Even though it appears to be that you both have an equal chance to win (both
of you have 33%), why would someone offer you an equal game unless he had some
sort of advantage that you aren't aware of?

The trick was to look at the opponents hand while it was still going down. If
you're throwing rock or scissors, your hand will be clenched the whole way
down. If you were throwing paper, you will probably open your hand halfway
down your throw.

So when he sees you opening your hand, midway he will change his to scissors.
And if it doesn't stay open, then he will use rock, since between rock and
scissors, rock will either win or tie. It required a bit of hand dexterity,
but he practiced wing-chun, so it wouldn't have been a problem for him. Of
course, the trick doesn't work 100% of the time, so you were allowed a maximum
of two tries discounting ties, preventing kids from getting winning streaks.

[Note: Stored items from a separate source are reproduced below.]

//! Command-stream encoder for AMD UVD/VCN fixed-function video encode.
//!
//! Turns per-frame picture descriptions into the versioned binary command
//! buffers the encode firmware consumes: length-prefixed parameter packets,
//! bit-exact HEVC parameter-set NAL units and a slice-header template. GPU
//! memory and submission stay behind the [`Winsys`] trait; this crate only
//! produces dwords and buffer references.

mod bitwriter;
mod cmdstream;
mod contract;
pub mod fw;
mod hevc_1_1;
mod session;

use log::{debug, warn};

pub use crate::contract::{
    BitstreamBuffer, BufferAccess, BufferDomain, Codec, CropRect, DeblockingConfig, EncodeError,
    FeedbackHandle, FirmwareVersion, GpuBuffer, GpuGeneration, Level, PictureDesc, PictureHandle,
    PictureType, Plane, PlaneView, Profile, QualityPreset, RateControl, RateControlMethod,
    SessionConfig, SliceConfig, Tier, VuiInfo, Winsys,
};
pub use crate::session::{SessionGeometry, SurfaceMode};

use crate::bitwriter::BitWriter;
use crate::cmdstream::CmdStream;
use crate::hevc_1_1::Hevc11;
use crate::session::{
    EncodeContext, EncodePipeline, EncoderSession, FrameBuffers, SessionState,
};

fn select_pipeline(config: &SessionConfig) -> Result<Box<dyn EncodePipeline>, EncodeError> {
    if config.firmware.major != fw::FW_INTERFACE_MAJOR
        || config.firmware.minor < fw::FW_INTERFACE_MINOR
    {
        return Err(EncodeError::UnsupportedInterface(config.firmware));
    }
    match config.codec {
        Codec::Hevc => Ok(Box::new(Hevc11)),
        Codec::H264 => Err(EncodeError::UnsupportedCodec(config.codec)),
    }
}

/// One hardware encode session.
///
/// All calls come from a single thread in lifecycle order: `begin_frame`,
/// then `encode_bitstream`, then `end_frame` to submit, with `get_feedback`
/// redeeming each frame's handle once. Dropping the encoder closes the
/// session with the hardware.
pub struct Encoder {
    pipeline: Box<dyn EncodePipeline>,
    ctx: EncodeContext,
}

impl Encoder {
    pub fn new(config: SessionConfig, winsys: Box<dyn Winsys>) -> Result<Self, EncodeError> {
        let pipeline = select_pipeline(&config)?;
        let session = EncoderSession::new(config)?;
        debug!("created encode session: {}", session.config);
        Ok(Self {
            pipeline,
            ctx: EncodeContext {
                session,
                cs: CmdStream::new(),
                bw: BitWriter::new(),
                winsys,
            },
        })
    }

    pub fn geometry(&self) -> SessionGeometry {
        self.ctx.session.geometry
    }

    /// Derives fresh per-picture state and, on the first call of the
    /// session, allocates the session buffers and submits the one-time
    /// session-setup task.
    pub fn begin_frame(&mut self, desc: &PictureDesc) -> Result<(), EncodeError> {
        if self.ctx.session.state == SessionState::Closed {
            return Err(EncodeError::SessionClosed);
        }
        if self.ctx.session.buffers.is_some() {
            return Ok(());
        }

        let pic = self.ctx.session.derive_picture_state(desc);
        self.ctx.allocate_session_buffers()?;
        self.ctx.cs.clear();
        if let Err(err) = self.pipeline.begin(&mut self.ctx, &pic) {
            self.ctx.release_session_buffers();
            return Err(err);
        }
        let result = self.ctx.winsys.submit(self.ctx.cs.dwords());
        self.ctx.cs.clear();
        if let Err(err) = result {
            self.ctx.release_session_buffers();
            return Err(err);
        }
        self.ctx.session.state = SessionState::Active;
        debug!("encode session active, task sequence submitted");
        Ok(())
    }

    /// Queues one frame's encode task. Packets accumulate in the command
    /// stream until [`Encoder::end_frame`] submits them.
    pub fn encode_bitstream(
        &mut self,
        desc: &PictureDesc,
        destination: BitstreamBuffer,
    ) -> Result<FeedbackHandle, EncodeError> {
        match self.ctx.session.state {
            SessionState::Active => {}
            SessionState::Uninitialized => return Err(EncodeError::SessionNotStarted),
            SessionState::Closed => return Err(EncodeError::SessionClosed),
        }

        let pic = self.ctx.session.derive_picture_state(desc);
        let luma = self.ctx.winsys.resolve_picture(desc.input_picture, Plane::Luma)?;
        let chroma = self
            .ctx
            .winsys
            .resolve_picture(desc.input_picture, Plane::Chroma)?;
        let feedback = self
            .ctx
            .winsys
            .create_buffer(fw::FEEDBACK_BUFFER_SIZE, BufferDomain::Gtt)
            .map_err(|err| EncodeError::Allocation(format!("feedback buffer: {err}")))?;

        let io = FrameBuffers {
            luma,
            chroma,
            bitstream: destination,
            feedback,
        };
        if let Err(err) = self.pipeline.encode(&mut self.ctx, &pic, &io) {
            // No partial-submission path exists; a mid-build failure
            // abandons everything queued for the frame batch.
            self.ctx.winsys.destroy_buffer(feedback);
            self.ctx.cs.clear();
            return Err(err);
        }
        Ok(self.ctx.session.track_feedback(feedback))
    }

    /// Submits every task queued since the last submission.
    pub fn end_frame(&mut self) -> Result<(), EncodeError> {
        if self.ctx.cs.is_empty() {
            return Ok(());
        }
        let result = self.ctx.winsys.submit(self.ctx.cs.dwords());
        self.ctx.cs.clear();
        result
    }

    /// Reads one frame's hardware feedback record and returns the coded
    /// bitstream size in bytes. A non-OK hardware status is reported as
    /// size 0; the caller decides whether to drop the frame. The handle is
    /// consumed either way.
    pub fn get_feedback(&mut self, handle: FeedbackHandle) -> Result<u32, EncodeError> {
        let buffer = self
            .ctx
            .session
            .take_feedback(handle)
            .ok_or(EncodeError::UnknownFeedback)?;
        let data = self.ctx.winsys.map(buffer);
        self.ctx.winsys.destroy_buffer(buffer);
        let data = data?;
        if data.len() < 8 {
            return Err(EncodeError::Winsys(format!(
                "short feedback record: {} bytes",
                data.len()
            )));
        }
        let status = u32::from_le_bytes([data[0], data[1], data[2], data[3]]);
        let size = u32::from_le_bytes([data[4], data[5], data[6], data[7]]);
        if status != 0 {
            warn!("hardware reported encode status {status:#x}, dropping frame output");
            return Ok(0);
        }
        Ok(size)
    }

    /// Closes the session with the hardware and releases every buffer the
    /// session owns. Idempotent; also runs on drop.
    pub fn destroy(&mut self) -> Result<(), EncodeError> {
        if self.ctx.session.state == SessionState::Closed {
            return Ok(());
        }
        let was_active = self.ctx.session.state == SessionState::Active;
        self.ctx.session.state = SessionState::Closed;

        let mut result = Ok(());
        if was_active {
            // The close task wants a feedback descriptor; the record is
            // never read back.
            match self
                .ctx
                .winsys
                .create_buffer(fw::FEEDBACK_BUFFER_SIZE, BufferDomain::Gtt)
            {
                Ok(feedback) => {
                    self.ctx.cs.clear();
                    result = self
                        .pipeline
                        .destroy(&mut self.ctx, feedback)
                        .and_then(|()| self.ctx.winsys.submit(self.ctx.cs.dwords()));
                    self.ctx.cs.clear();
                    self.ctx.winsys.destroy_buffer(feedback);
                }
                Err(err) => result = Err(err),
            }
        }
        self.ctx.release_session_buffers();
        debug!("encode session closed");
        result
    }
}

impl Drop for Encoder {
    fn drop(&mut self) {
        if let Err(err) = self.destroy() {
            warn!("encode session teardown failed: {err}");
        }
    }
}

#[cfg(test)]
mod tests {
    use std::cell::RefCell;
    use std::rc::Rc;

    use super::*;

    #[derive(Default)]
    struct State {
        next_handle: u64,
        submissions: Vec<Vec<u32>>,
    }

    #[derive(Clone, Default)]
    struct RecordingWinsys(Rc<RefCell<State>>);

    impl Winsys for RecordingWinsys {
        fn create_buffer(
            &mut self,
            _size: u64,
            _domain: BufferDomain,
        ) -> Result<GpuBuffer, EncodeError> {
            let mut state = self.0.borrow_mut();
            state.next_handle += 1;
            Ok(GpuBuffer(state.next_handle))
        }

        fn destroy_buffer(&mut self, _buffer: GpuBuffer) {}

        fn map(&mut self, _buffer: GpuBuffer) -> Result<Vec<u8>, EncodeError> {
            Ok(vec![0; 16])
        }

        fn gpu_address(&self, buffer: GpuBuffer) -> u64 {
            buffer.0 << 16
        }

        fn add_buffer_reference(&mut self, _buffer: GpuBuffer, _access: BufferAccess) {}

        fn submit(&mut self, stream: &[u32]) -> Result<(), EncodeError> {
            self.0.borrow_mut().submissions.push(stream.to_vec());
            Ok(())
        }

        fn resolve_picture(
            &self,
            picture: PictureHandle,
            plane: Plane,
        ) -> Result<PlaneView, EncodeError> {
            Ok(PlaneView {
                buffer: GpuBuffer(picture.0),
                offset: match plane {
                    Plane::Luma => 0,
                    Plane::Chroma => 1920 * 1088,
                },
                pitch: 1920,
            })
        }
    }

    fn destination() -> BitstreamBuffer {
        BitstreamBuffer {
            buffer: GpuBuffer(900),
            offset: 0,
            size: 2 << 20,
        }
    }

    #[test]
    fn a_failed_encode_abandons_the_queued_command_buffer() {
        let winsys = RecordingWinsys::default();
        let config = SessionConfig::new(Codec::Hevc, 1920, 1080, GpuGeneration::Gfx9);
        let mut enc = Encoder::new(config, Box::new(winsys.clone())).unwrap();
        let desc = PictureDesc::new(PictureType::Idr, 0, PictureHandle(1));
        enc.begin_frame(&desc).unwrap();

        // One valid frame queued but not yet submitted.
        let _ = enc.encode_bitstream(&desc, destination()).unwrap();
        assert!(!enc.ctx.cs.is_empty());

        // Force a mid-build failure for the next frame's task.
        let buffers = enc.ctx.session.buffers.take();
        assert!(matches!(
            enc.encode_bitstream(&desc, destination()),
            Err(EncodeError::SessionNotStarted)
        ));
        enc.ctx.session.buffers = buffers;

        // Everything queued for the batch is discarded, so the next
        // end_frame has nothing to submit.
        assert!(enc.ctx.cs.is_empty());
        let before = winsys.0.borrow().submissions.len();
        enc.end_frame().unwrap();
        assert_eq!(winsys.0.borrow().submissions.len(), before);
    }
}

It was a pretty interesting lesson, and I was glad that I skipped my
statistics class to go to his.

------
athom
I'd like to take this opportunity to present the coolest take on RPS I've EVER
seen: a board game, invented by oddball web cartoonist Tailsteak! He presents
the rules in this strip:

<http://leftoversoup.com/archive.php?num=34>

and you can play the game online at an older site, here:
<http://tailsteak.com/archive.php?num=198>

Unfortunately, he doesn't seem to have come up with a computer player engine
that I've seen, so you're stuck playing against yourself. Maybe if someone's
looking for a challenge... ;)

Now that I think of it, this guy should get more attention here. The creator
of webcomic 1/0 (<http://www.undefined.net/1/0/>) is a man of many interesting
ideas in a variety of fields, well worth a moment of the young entrepreneur's
time.

Go check him out!

[EDIT: Before anyone asks, NO! He is NOT me!]

------
JCB_K
And this is exactly why we all should be playing Rock-Paper-Scissors-Lizard-
Spock.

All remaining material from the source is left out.